Print out the entries below with no edits.

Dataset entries
------------------------------------------------------------

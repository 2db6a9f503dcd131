//!
//! Scoring entry point for seed selection
//!
//! `compute_score` evaluates a measure for a selection of motif groups on all
//! contrasts of a collection, without training.
//!
use crate::data::{Collection, Seq};
use crate::error::{ensure_finite, Result};
use crate::hmm::Model;
use crate::measure::Measure;
use crate::options::Options;
use crate::stats;
use crate::train::objective::{class_params_or_default, contrast_scores, evaluate_measure, signal_flags};
use log::{debug, warn};
use rayon::prelude::*;

///
/// Score of `measure` for the `present` motifs (all motifs if empty).
///
/// * `none`: 0
/// * `bw`: weighted log-likelihood of all sequences
/// * `viterbi`: weighted log-probability of the Viterbi paths
/// * discriminative measures: summed over contrasts, with an occurrence of any
///   present motif counting as an occurrence
///
/// With a non-empty `previous` selection, `mi` becomes the conditional mutual
/// information of the condition and the present motifs given the previous
/// ones. Other measures ignore `previous`.
///
pub fn compute_score<S: AsRef<str>>(
    model: &Model,
    data: &Collection,
    measure: Measure,
    present: &[S],
    previous: &[S],
    options: &Options,
) -> Result<f64> {
    let weighting = options.weighting;
    let pseudo_count = options.contingency_pseudo_count;
    if !previous.is_empty() && measure != Measure::MutualInformation {
        warn!("{} ignores the previous motifs", measure);
    }
    match measure {
        Measure::None => Ok(0.0),
        Measure::Likelihood => {
            let seqs: Vec<&Seq> = data.seqs().collect();
            ensure_finite(
                model.log_likelihood_parallel(&seqs, weighting),
                "log likelihood",
            )
        }
        Measure::Viterbi => {
            let seqs: Vec<&Seq> = data.seqs().collect();
            ensure_finite(
                model.viterbi_counts_parallel(&seqs, weighting).log_likelihood,
                "viterbi log likelihood",
            )
        }
        Measure::MutualInformation if !previous.is_empty() => {
            let present = model.group_mask(present)?;
            let previous = model.group_mask(previous)?;
            let mut score = 0.0;
            for contrast in data.contrasts.iter() {
                let sets: Vec<Vec<([[f64; 2]; 2], f64)>> = contrast
                    .sets
                    .iter()
                    .map(|set| {
                        set.seqs
                            .par_iter()
                            .map(|seq| {
                                (
                                    model.posterior_pair(&seq.symbols, &present, &previous),
                                    seq.effective_weight(weighting),
                                )
                            })
                            .collect()
                    })
                    .collect();
                let cmi = stats::conditional_mutual_information(&sets, pseudo_count)?;
                debug!("conditional mi on {}: {}", contrast.name, cmi);
                score += cmi;
            }
            Ok(score)
        }
        measure => {
            let mask = model.group_mask(present)?;
            let names = model.group_names(&mask);
            let key = names.join(",");
            let restricted = model.restricted(&mask);
            let mut score = 0.0;
            for contrast in data.contrasts.iter() {
                let sets = contrast_scores(model, &restricted, contrast, weighting);
                let signal = signal_flags(contrast, &names);
                let params = class_params_or_default(model, contrast, &key, &signal, options);
                let eval = evaluate_measure(measure, &sets, &signal, &params, pseudo_count)?;
                debug!("{} of {} on {}: {}", measure, key, contrast.name, eval.score);
                score += eval.score;
            }
            Ok(score)
        }
    }
}
//!
//! Profile HMMs of DNA motifs in a background model
//!
//! * `hmm`: model topology, inference and parameter file
//! * `stats`: discriminative statistics and their derivatives
//! * `train`: generative and discriminative learning
//! * `mcmc`: structure sampling by parallel tempering
//! * `score`: scoring of motif selections
//!
pub mod common;
pub mod data;
pub mod error;
pub mod hmm;
pub mod matrix;
pub mod mcmc;
pub mod measure;
pub mod options;
pub mod prelude;
pub mod prob;
pub mod random_seq;
pub mod score;
pub mod stats;
pub mod train;

#[cfg(test)]
#[macro_use]
extern crate approx;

------------------------------------------------------------

> _WRITTEN SOLUTION_
repository 2db6a9f503dcd131
//!
//! Scoring entry point for seed selection
//!
//! `compute_score` evaluates a measure for a selection of motif groups on all
//! contrasts of a collection, without training.
//!
use crate::data::{Collection, Seq};
use crate::error::{ensure_finite, Result};
use crate::hmm::Model;
use crate::measure::Measure;
use crate::options::Options;
use crate::stats;
use crate::train::objective::{class_params_or_default, contrast_scores, evaluate_measure, signal_flags};
use log::{debug, warn};
use rayon::prelude::*;

///
/// Score of `measure` for the `present` motifs (all motifs if empty).
///
/// * `none`: 0
/// * `bw`: weighted log-likelihood of all sequences
/// * `viterbi`: weighted log-probability of the Viterbi paths
/// * discriminative measures: summed over contrasts, with an occurrence of any
///   present motif counting as an occurrence
///
/// With a non-empty `previous` selection, `mi` becomes the conditional mutual
/// information of the condition and the present motifs given the previous
/// ones. Other measures ignore `previous`.
///
pub fn compute_score<S: AsRef<str>>(
    model: &Model,
    data: &Collection,
    measure: Measure,
    present: &[S],
    previous: &[S],
    options: &Options,
) -> Result<f64> {
    let weighting = options.weighting;
    let pseudo_count = options.contingency_pseudo_count;
    if !previous.is_empty() && measure != Measure::MutualInformation {
        warn!("{} ignores the previous motifs", measure);
    }
    match measure {
        Measure::None => Ok(0.0),
        Measure::Likelihood => {
            let seqs: Vec<&Seq> = data.seqs().collect();
            ensure_finite(
                model.log_likelihood_parallel(&seqs, weighting),
                "log likelihood",
            )
        }
        Measure::Viterbi => {
            let seqs: Vec<&Seq> = data.seqs().collect();
            ensure_finite(
                model.viterbi_counts_parallel(&seqs, weighting).log_likelihood,
                "viterbi log likelihood",
            )
        }
        Measure::MutualInformation if !previous.is_empty() => {
            let present = model.group_mask(present)?;
            let previous = model.group_mask(previous)?;
            let mut score = 0.0;
            for contrast in data.contrasts.iter() {
                let sets: Vec<Vec<([[f64; 2]; 2], f64)>> = contrast
                    .sets
                    .iter()
                    .map(|set| {
                        set.seqs
                            .par_iter()
                            .map(|seq| {
                                (
                                    model.posterior_pair(&seq.symbols, &present, &previous),
                                    seq.effective_weight(weighting),
                                )
                            })
                            .collect()
                    })
                    .collect();
                let cmi = stats::conditional_mutual_information(&sets, pseudo_count)?;
                debug!("conditional mi on {}: {}", contrast.name, cmi);
                score += cmi;
            }
            Ok(score)
        }
        measure => {
            let mask = model.group_mask(present)?;
            let names = model.group_names(&mask);
            let key = names.join(",");
            let restricted = model.restricted(&mask);
            let mut score = 0.0;
            for contrast in data.contrasts.iter() {
                let sets = contrast_scores(model, &restricted, contrast, weighting);
                let signal = signal_flags(contrast, &names);
                let params = class_params_or_default(model, contrast, &key, &signal, options);
                let eval = evaluate_measure(measure, &sets, &signal, &params, pseudo_count)?;
                debug!("{} of {} on {}: {}", measure, key, contrast.name, eval.score);
                score += eval.score;
            }
            Ok(score)
        }
    }
}
//!
//! Profile HMMs of DNA motifs in a background model
//!
//! * `hmm`: model topology, inference and parameter file
//! * `stats`: discriminative statistics and their derivatives
//! * `train`: generative and discriminative learning
//! * `mcmc`: structure sampling by parallel tempering
//! * `score`: scoring of motif selections
//!
pub mod common;
pub mod data;
pub mod error;
pub mod hmm;
pub mod matrix;
pub mod mcmc;
pub mod measure;
pub mod options;
pub mod prelude;
pub mod prob;
pub mod random_seq;
pub mod score;
pub mod stats;
pub mod train;

#[cfg(test)]
#[macro_use]
extern crate approx;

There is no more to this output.